• [What you will do]: Filter on the word "aborts": copy each matching line from the listing below.
[Material shown — start]
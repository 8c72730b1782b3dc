use crate::config::SearchOptions;
use crate::error::{RetrievalError, SourceError};
use crate::result::{SearchWarning, SourceCandidate, SourceTag};
use crate::source::RetrievalSource;
use log::{debug, warn};
use std::collections::{BTreeMap, BTreeSet};
use std::sync::Arc;
use std::time::Duration;
use tokio::sync::Semaphore;
use tokio::task::JoinSet;

/// Outcome of one source's search, carried across the fan-out boundary
/// as data. Errors are never thrown between tasks.
#[derive(Debug)]
pub enum SourceOutcome {
    Success(Vec<SourceCandidate>),
    Failure(SourceError),
}

/// Runs the enabled sources concurrently and assembles whatever
/// succeeds within budget.
///
/// This is the pipeline's failure-isolation boundary: each source gets
/// its own task and timeout, and one source's failure never aborts its
/// siblings. Dropping the future returned by [`run`](Self::run) aborts
/// all in-flight source calls.
pub struct RetrievalCoordinator {
    sources: Vec<Arc<dyn RetrievalSource>>,
    timeout: Duration,
    /// Shared cap on in-flight backend requests, across queries
    permits: Arc<Semaphore>,
}

impl RetrievalCoordinator {
    pub fn new(
        sources: Vec<Arc<dyn RetrievalSource>>,
        timeout: Duration,
        permits: Arc<Semaphore>,
    ) -> Self {
        Self {
            sources,
            timeout,
            permits,
        }
    }

    fn enabled(tag: SourceTag, options: &SearchOptions) -> bool {
        match tag {
            SourceTag::Vector => options.use_vector,
            SourceTag::Keyword => options.use_keyword,
            SourceTag::Graph => options.use_graph,
        }
    }

    /// Fan out to every enabled source and collect per-source results.
    ///
    /// Returns the surviving candidate lists keyed by source, plus one
    /// warning per failed source. Fails only when validation fails,
    /// the collection is missing, or every enabled source failed.
    pub async fn run(
        &self,
        collection: &str,
        query_text: &str,
        options: &SearchOptions,
    ) -> Result<(BTreeMap<SourceTag, Vec<SourceCandidate>>, Vec<SearchWarning>), RetrievalError>
    {
        let active: Vec<Arc<dyn RetrievalSource>> = self
            .sources
            .iter()
            .filter(|s| Self::enabled(s.tag(), options))
            .cloned()
            .collect();

        if active.is_empty() {
            return Err(RetrievalError::Validation(
                "no retrieval source enabled".to_string(),
            ));
        }

        let mut tasks: JoinSet<(SourceTag, SourceOutcome)> = JoinSet::new();
        let mut pending: BTreeSet<SourceTag> = BTreeSet::new();

        for source in active {
            let tag = source.tag();
            pending.insert(tag);

            let collection = collection.to_string();
            let query_text = query_text.to_string();
            let top_k = options.top_k;
            let timeout = self.timeout;
            let permits = self.permits.clone();

            tasks.spawn(async move {
                let _permit = match permits.acquire_owned().await {
                    Ok(permit) => permit,
                    Err(_) => {
                        return (
                            tag,
                            SourceOutcome::Failure(SourceError::Unavailable(
                                "request limiter closed".to_string(),
                            )),
                        );
                    }
                };

                let outcome =
                    match tokio::time::timeout(timeout, source.search(&collection, &query_text, top_k))
                        .await
                    {
                        Ok(Ok(candidates)) => SourceOutcome::Success(candidates),
                        Ok(Err(err)) => SourceOutcome::Failure(err),
                        Err(_) => SourceOutcome::Failure(SourceError::Unavailable(format!(
                            "timed out after {}ms",
                            timeout.as_millis()
                        ))),
                    };
                (tag, outcome)
            });
        }

        let mut survivors: BTreeMap<SourceTag, Vec<SourceCandidate>> = BTreeMap::new();
        let mut failures: Vec<(SourceTag, String)> = Vec::new();

        while let Some(joined) = tasks.join_next().await {
            // A panicked source task is indistinguishable from a lost
            // one; the leftover tags in `pending` are recorded below.
            let Ok((tag, outcome)) = joined else { continue };
            pending.remove(&tag);

            match outcome {
                SourceOutcome::Success(candidates) => {
                    debug!("{tag} source returned {} candidates", candidates.len());
                    survivors.insert(tag, candidates);
                }
                SourceOutcome::Failure(SourceError::CollectionNotFound(name)) => {
                    // Every sibling reads the same catalog, so this
                    // cannot be a partial condition. Abort the query;
                    // dropping the JoinSet cancels in-flight siblings.
                    return Err(RetrievalError::CollectionNotFound(name));
                }
                SourceOutcome::Failure(err) => {
                    warn!("{tag} source failed: {err}");
                    failures.push((tag, err.to_string()));
                }
            }
        }

        for tag in pending {
            warn!("{tag} source task aborted");
            failures.push((tag, "source task aborted".to_string()));
        }

        if survivors.is_empty() {
            return Err(RetrievalError::TotalRetrievalFailure(failures));
        }

        let warnings = failures
            .into_iter()
            .map(|(source, reason)| SearchWarning::SourceFailed { source, reason })
            .collect();

        Ok((survivors, warnings))
    }
}

#[cfg(test)]
mod tests {
    use super::*;
    use async_trait::async_trait;
    use pretty_assertions::assert_eq;
    use quarry_store::ChunkMetadata;

    struct StubSource {
        tag: SourceTag,
        outcome: Result<Vec<SourceCandidate>, SourceError>,
        delay: Duration,
    }

    impl StubSource {
        fn ok(tag: SourceTag, ids: &[&str]) -> Arc<dyn RetrievalSource> {
            let candidates = ids
                .iter()
                .enumerate()
                .map(|(i, id)| SourceCandidate {
                    chunk_id: id.to_string(),
                    source: tag,
                    raw_score: 1.0 - i as f32 * 0.1,
                    content: format!("content of {id}"),
                    metadata: ChunkMetadata::default(),
                })
                .collect();
            Arc::new(Self {
                tag,
                outcome: Ok(candidates),
                delay: Duration::ZERO,
            })
        }

        fn failing(tag: SourceTag, err: SourceError) -> Arc<dyn RetrievalSource> {
            Arc::new(Self {
                tag,
                outcome: Err(err),
                delay: Duration::ZERO,
            })
        }

        fn slow(tag: SourceTag, delay: Duration) -> Arc<dyn RetrievalSource> {
            Arc::new(Self {
                tag,
                outcome: Ok(vec![]),
                delay,
            })
        }
    }

    #[async_trait]
    impl RetrievalSource for StubSource {
        fn tag(&self) -> SourceTag {
            self.tag
        }

        async fn search(
            &self,
            _collection: &str,
            _query_text: &str,
            _top_k: usize,
        ) -> Result<Vec<SourceCandidate>, SourceError> {
            if self.delay > Duration::ZERO {
                tokio::time::sleep(self.delay).await;
            }
            self.outcome.clone()
        }
    }

    fn coordinator(sources: Vec<Arc<dyn RetrievalSource>>) -> RetrievalCoordinator {
        RetrievalCoordinator::new(sources, Duration::from_millis(200), Arc::new(Semaphore::new(8)))
    }

    #[tokio::test]
    async fn test_all_sources_succeed() {
        let coordinator = coordinator(vec![
            StubSource::ok(SourceTag::Vector, &["a", "b"]),
            StubSource::ok(SourceTag::Keyword, &["b", "c"]),
        ]);

        let options = SearchOptions {
            use_graph: false,
            ..Default::default()
        };
        let (survivors, warnings) = coordinator.run("docs", "query", &options).await.unwrap();

        assert_eq!(survivors.len(), 2);
        assert_eq!(survivors[&SourceTag::Vector].len(), 2);
        assert!(warnings.is_empty());
    }

    #[tokio::test]
    async fn test_one_failure_is_isolated() {
        let coordinator = coordinator(vec![
            StubSource::ok(SourceTag::Vector, &["a"]),
            StubSource::failing(
                SourceTag::Keyword,
                SourceError::Unavailable("rate limited".to_string()),
            ),
        ]);

        let options = SearchOptions {
            use_graph: false,
            ..Default::default()
        };
        let (survivors, warnings) = coordinator.run("docs", "query", &options).await.unwrap();

        assert_eq!(survivors.len(), 1);
        assert!(survivors.contains_key(&SourceTag::Vector));
        assert_eq!(
            warnings,
            vec![SearchWarning::SourceFailed {
                source: SourceTag::Keyword,
                reason: "source unavailable: rate limited".to_string(),
            }]
        );
    }

    #[tokio::test]
    async fn test_all_failures_is_an_error() {
        let coordinator = coordinator(vec![
            StubSource::failing(
                SourceTag::Vector,
                SourceError::Unavailable("down".to_string()),
            ),
            StubSource::failing(
                SourceTag::Keyword,
                SourceError::Unavailable("down".to_string()),
            ),
        ]);

        let options = SearchOptions {
            use_graph: false,
            ..Default::default()
        };
        let err = coordinator.run("docs", "query", &options).await.unwrap_err();
        match err {
            RetrievalError::TotalRetrievalFailure(failures) => assert_eq!(failures.len(), 2),
            other => panic!("unexpected error: {other}"),
        }
    }

    #[tokio::test]
    async fn test_slow_source_times_out_without_stalling_siblings() {
        let coordinator = RetrievalCoordinator::new(
            vec![
                StubSource::ok(SourceTag::Vector, &["a"]),
                StubSource::slow(SourceTag::Keyword, Duration::from_secs(30)),
            ],
            Duration::from_millis(50),
            Arc::new(Semaphore::new(8)),
        );

        let options = SearchOptions {
            use_graph: false,
            ..Default::default()
        };
        let (survivors, warnings) = coordinator.run("docs", "query", &options).await.unwrap();

        assert!(survivors.contains_key(&SourceTag::Vector));
        assert_eq!(warnings.len(), 1);
        match &warnings[0] {
            SearchWarning::SourceFailed { source, reason } => {
                assert_eq!(*source, SourceTag::Keyword);
                assert!(reason.contains("timed out"));
            }
            other => panic!("unexpected warning: {other}"),
        }
    }

    #[tokio::test]
    async fn test_missing_collection_is_fatal() {
        let coordinator = coordinator(vec![
            StubSource::ok(SourceTag::Vector, &["a"]),
            StubSource::failing(
                SourceTag::Keyword,
                SourceError::CollectionNotFound("docs".to_string()),
            ),
        ]);

        let options = SearchOptions {
            use_graph: false,
            ..Default::default()
        };
        let err = coordinator.run("docs", "query", &options).await.unwrap_err();
        assert!(matches!(err, RetrievalError::CollectionNotFound(_)));
    }

    #[tokio::test]
    async fn test_disabled_sources_are_not_run() {
        let coordinator = coordinator(vec![
            StubSource::ok(SourceTag::Vector, &["a"]),
            StubSource::failing(
                SourceTag::Keyword,
                SourceError::Unavailable("must not run".to_string()),
            ),
        ]);

        let options = SearchOptions {
            use_keyword: false,
            use_graph: false,
            ..Default::default()
        };
        let (survivors, warnings) = coordinator.run("docs", "query", &options).await.unwrap();

        assert_eq!(survivors.len(), 1);
        assert!(warnings.is_empty());
    }

    #[tokio::test]
    async fn test_no_enabled_source_is_a_validation_error() {
        let coordinator = coordinator(vec![StubSource::ok(SourceTag::Vector, &["a"])]);

        let options = SearchOptions {
            use_vector: false,
            use_keyword: false,
            use_graph: false,
            ..Default::default()
        };
        let err = coordinator.run("docs", "query", &options).await.unwrap_err();
        assert!(matches!(err, RetrievalError::Validation(_)));
    }
}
[Material shown — finish]
• [Exercise result]:
/// its own task and timeout, and one source's failure never aborts its
/// siblings. Dropping the future returned by [`run`](Self::run) aborts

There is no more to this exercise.